Considering every line below, count those with the word "derive" and give only the result.

Collected data entries
-------

//! Engine configuration.
//!
//! Provides configurable parameters for the viewport, frame pacing, the demo
//! run and every particle system. Configuration can be loaded from and saved
//! to a TOML file.

use serde::{Deserialize, Serialize};
use stardrift_common::{ConfigError, StardriftResult};
use stardrift_gameplay::CameraConfig;
use stardrift_kernel::{BurstConfig, PulseConfig, StarfieldConfig, TrailConfig};
use std::fs;
use std::path::{Path, PathBuf};
use tracing::{info, warn};

/// Configuration file name.
const CONFIG_FILE: &str = "stardrift.toml";

/// What happens to live trail particles while trails are switched off.
#[derive(Debug, Clone, Copy, PartialEq, Eq, Default, Serialize, Deserialize)]
#[serde(rename_all = "lowercase")]
pub enum DisabledTrailPolicy {
    /// Particles stay exactly as they are until trails come back
    #[default]
    Freeze,
    /// Particles keep aging and fading, but nothing new is emitted
    Decay,
}

/// Engine configuration parameters.
#[derive(Debug, Clone, Serialize, Deserialize)]
#[serde(default)]
pub struct EngineConfig {
    // === Viewport Settings ===
    /// Viewport width in pixels
    pub window_width: u32,
    /// Viewport height in pixels
    pub window_height: u32,

    // === Frame Settings ===
    /// Target frames per second
    pub target_fps: u32,
    /// Sleep between frames to run at the target rate
    pub realtime: bool,
    /// Frames the demo runs before tearing down
    pub demo_frames: u32,
    /// Seed for every random stream (None = random)
    pub seed: Option<u64>,

    // === Trail Settings ===
    /// Whether trails emit at startup
    pub trails_enabled: bool,
    /// Behavior of live trail particles while trails are off
    pub disabled_trail_policy: DisabledTrailPolicy,

    // === Subsystems ===
    /// Trail emitters
    pub trail: TrailConfig,
    /// Click bursts
    pub burst: BurstConfig,
    /// Click pulses
    pub pulse: PulseConfig,
    /// Background stars
    pub starfield: StarfieldConfig,
    /// Camera
    pub camera: CameraConfig,
}

impl Default for EngineConfig {
    fn default() -> Self {
        Self {
            // Viewport
            window_width: 1280,
            window_height: 720,

            // Frames
            target_fps: 60,
            realtime: false,
            demo_frames: 1800,
            seed: None,

            // Trails
            trails_enabled: true,
            disabled_trail_policy: DisabledTrailPolicy::Freeze,

            trail: TrailConfig::default(),
            burst: BurstConfig::default(),
            pulse: PulseConfig::default(),
            starfield: StarfieldConfig::default(),
            camera: CameraConfig::default(),
        }
    }
}

impl EngineConfig {
    /// Load configuration from the default file location.
    /// Returns default config if file doesn't exist.
    pub fn load() -> Self {
        Self::load_from(Self::config_path())
    }

    /// Load configuration from a specific path.
    /// Returns default config if file doesn't exist or is invalid.
    pub fn load_from<P: AsRef<Path>>(path: P) -> Self {
        let path = path.as_ref();

        if !path.exists() {
            info!("Config file not found, using defaults");
            return Self::default();
        }

        match Self::read_from(path) {
            Ok(config) => {
                info!("Loaded config from {}", path.display());
                config
            },
            Err(e) => {
                warn!("{e}, using defaults");
                Self::default()
            },
        }
    }

    /// Load a config file the user named explicitly.
    ///
    /// Unlike [`Self::load_from`], a missing or invalid file is an error.
    pub fn load_required<P: AsRef<Path>>(path: P) -> StardriftResult<Self> {
        let path = path.as_ref();
        let config = Self::read_from(path)?;
        info!("Loaded config from {}", path.display());
        Ok(config)
    }

    /// Read and parse a config file, reporting any failure.
    pub fn read_from<P: AsRef<Path>>(path: P) -> Result<Self, ConfigError> {
        let contents = fs::read_to_string(path)?;
        toml::from_str(&contents).map_err(|e| ConfigError::Parse(e.to_string()))
    }

    /// Save configuration to a specific path.
    pub fn save_to<P: AsRef<Path>>(&self, path: P) -> Result<(), ConfigError> {
        let path = path.as_ref();

        // Create parent directories if needed
        if let Some(parent) = path.parent() {
            fs::create_dir_all(parent)?;
        }

        let contents =
            toml::to_string_pretty(self).map_err(|e| ConfigError::Serialize(e.to_string()))?;
        fs::write(path, contents)?;

        info!("Saved config to {}", path.display());
        Ok(())
    }

    /// Get the default configuration file path.
    pub fn config_path() -> PathBuf {
        if let Some(config_dir) = dirs_config_path() {
            config_dir.join("stardrift").join(CONFIG_FILE)
        } else {
            // Fall back to current directory
            PathBuf::from(CONFIG_FILE)
        }
    }

    /// Validate and clamp configuration values to sensible ranges.
    pub fn validate(&mut self) {
        // Viewport
        self.window_width = self.window_width.clamp(320, 7680);
        self.window_height = self.window_height.clamp(240, 4320);

        // Frames
        self.target_fps = self.target_fps.clamp(15, 240);

        self.trail.validate();
        self.burst.validate();
        self.pulse.validate();
        self.starfield.validate();
        self.camera.validate();
    }

    /// Seed to use for this run, drawing a fresh one if none is configured.
    #[must_use]
    pub fn resolve_seed(&self) -> u64 {
        self.seed.unwrap_or_else(|| fastrand::u64(..))
    }
}

/// Get platform-specific config directory.
fn dirs_config_path() -> Option<PathBuf> {
    #[cfg(target_os = "macos")]
    {
        std::env::var("HOME")
            .ok()
            .map(|home| PathBuf::from(home).join("Library/Application Support"))
    }

    #[cfg(target_os = "windows")]
    {
        std::env::var("APPDATA").ok().map(PathBuf::from)
    }

    #[cfg(target_os = "linux")]
    {
        std::env::var("XDG_CONFIG_HOME")
            .ok()
            .map(PathBuf::from)
            .or_else(|| {
                std::env::var("HOME")
                    .ok()
                    .map(|h| PathBuf::from(h).join(".config"))
            })
    }

    #[cfg(not(any(target_os = "macos", target_os = "windows", target_os = "linux")))]
    {
        None
    }
}
//! # Stardrift
//!
//! Headless driver for the Stardrift landing page scene.
//!
//! This binary ties the crates together:
//! - Kernel: particle trails, bursts, pulses and the starfield
//! - Gameplay: interactive objects, camera, picking and tweens
//! - Engine: configuration, frame pacing and a scripted demo run
//!
//! Usage: `stardrift [config.toml]`. A named config file must exist and parse.
//! Without an argument the config is read from the platform config directory,
//! falling back to defaults.

#![warn(missing_docs)]
#![warn(clippy::all)]
#![deny(clippy::unwrap_used)]

mod app;
mod config;
mod demo;
mod input;
mod stage;
mod timing;

use anyhow::Result;
use config::EngineConfig;
use tracing::info;
use tracing_subscriber::{fmt, prelude::*, EnvFilter};

/// Main entry point.
fn main() -> Result<()> {
    // Initialize tracing
    tracing_subscriber::registry()
        .with(fmt::layer())
        .with(EnvFilter::from_default_env().add_directive("stardrift=info".parse()?))
        .init();

    info!("Project Stardrift starting...");
    info!("Version: {}", env!("CARGO_PKG_VERSION"));

    let mut config = match std::env::args().nth(1) {
        Some(path) => EngineConfig::load_required(path)?,
        None => EngineConfig::load(),
    };
    config.validate();

    app::run(&config)?;

    info!("Project Stardrift shutdown complete");
    Ok(())
}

-------

# THE ANSWER
2